SANDERS: On July 17, 2012, a homeowner on Reidlin Road in Taylor Mill reported a burglary. Taylor Mill Police conducted a neighborhood canvass. One neighbor described two suspicious men in a black Saturn who knocked on his door but were then surprised when someone answered. The men asked if the homeowner needed any lawn care done then left in a hurry when the homeowner said no. The homeowner recognized one of the men as the former boyfriend of an acquaintance but did not know the man's name. Another neighbor told police he saw two men carrying property out of the house that was burglarized and speed away in a black Saturn. Among the items taken in the burglary were a .380 caliber handgun and a vintage Gibson electric guitar valued over $14,000. The first neighbor later responded to Taylor Mill Police and told Detective Pat Reis the name of his acquaintance's ex-boyfriend is Patrick Garvey. A short time later, Patrick Garvey was stopped by another officer for speeding and transported to Taylor Mill PD for questioning. Garvey admitted to being the getaway driver but claimed Joseph Hopper and Ronnie Miller were the actual burglars. Detective Reis later located Joseph Hopper who admitted to committing the burglary but said it was Garvey, not Miller, who broke into the house with him. Detective Reis next tracked down Ronnie Miller who admitted to pawning the guitar at Garvey's request but was adamant that he was not present for the burglary. Miller stated it was Garvey and Hopper who did the actual burglary. The vintage guitar was recovered from a pawn shop in Ohio. The gun was never recovered and is believed to have been traded for drugs.

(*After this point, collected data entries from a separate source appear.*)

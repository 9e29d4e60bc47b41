//! Shared helpers for unit tests across the crate

use std::path::PathBuf;
use std::sync::Arc;

use sqlx::sqlite::{SqliteConnectOptions, SqlitePoolOptions};

use crate::storage::SqliteDataStore;
use crate::userdb::UserStore;

/// A freshly initialised user store backed by a private in-memory SQLite database.
///
/// The pool holds a single connection for its whole lifetime; a second connection
/// would see a different, empty database.
pub(crate) async fn memory_user_store() -> UserStore {
    let pool = SqlitePoolOptions::new()
        .max_connections(1)
        .idle_timeout(None)
        .max_lifetime(None)
        .connect("sqlite::memory:")
        .await
        .expect("Failed to open in-memory SQLite database");

    let store = UserStore::new(Arc::new(SqliteDataStore::new(pool)));
    store.init().await.expect("Failed to initialize UserStore");
    store
}

/// Removes the temporary database files when dropped
pub(crate) struct TempDbGuard {
    path: PathBuf,
}

impl Drop for TempDbGuard {
    fn drop(&mut self) {
        for suffix in ["", "-wal", "-shm", "-journal"] {
            let mut path = self.path.clone().into_os_string();
            path.push(suffix);
            let _ = std::fs::remove_file(path);
        }
    }
}

/// A user store backed by a temporary SQLite file so that several connections
/// can write to it concurrently.
pub(crate) async fn file_backed_user_store() -> (UserStore, TempDbGuard) {
    let path = std::env::temp_dir().join(format!("onehub-auth-test-{}.db", uuid::Uuid::new_v4()));
    let guard = TempDbGuard { path: path.clone() };

    let opts = SqliteConnectOptions::new()
        .filename(&path)
        .create_if_missing(true);
    let pool = SqlitePoolOptions::new()
        .max_connections(4)
        .connect_with(opts)
        .await
        .expect("Failed to open temporary SQLite database");

    let store = UserStore::new(Arc::new(SqliteDataStore::new(pool)));
    store.init().await.expect("Failed to initialize UserStore");
    (store, guard)
}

All three suspects were arrested. Hopper pled guilty Burglary and Receiving Stolen Property (>$10,000). Asst. Commonwealth's Attorney Megan Mersch is recommending a 16 year sentence. Hopper is scheduled for formal final sentencing on July 23. Garvey pled guilty to Burglary and Receiving Stolen Property (>10,000). Mersch is recommending a 10 years in prison for Garvey at final sentencing on August 13. Miller pled guilty to Complicity to Theft (>$10,000) and Mersch is recommending 7 years in prison at final sentencing, also on August 13. Hopper and Miller both have significant criminal histories and were actually escapees from prison in Fayette County at the time of the burglary, hence the heftier sentence recommendations. As indicated by the charges, we believe Garvey told enough of the truth to implicate himself but was lying about only being the getaway driver in an effort to minimize his culpability.
RCN: Daniel Marteny is looking at ten years in prison after pleading guilty to second degree burglary, receiving stolen property (under $500), and second degree persistent felony offender. What did Marteny do?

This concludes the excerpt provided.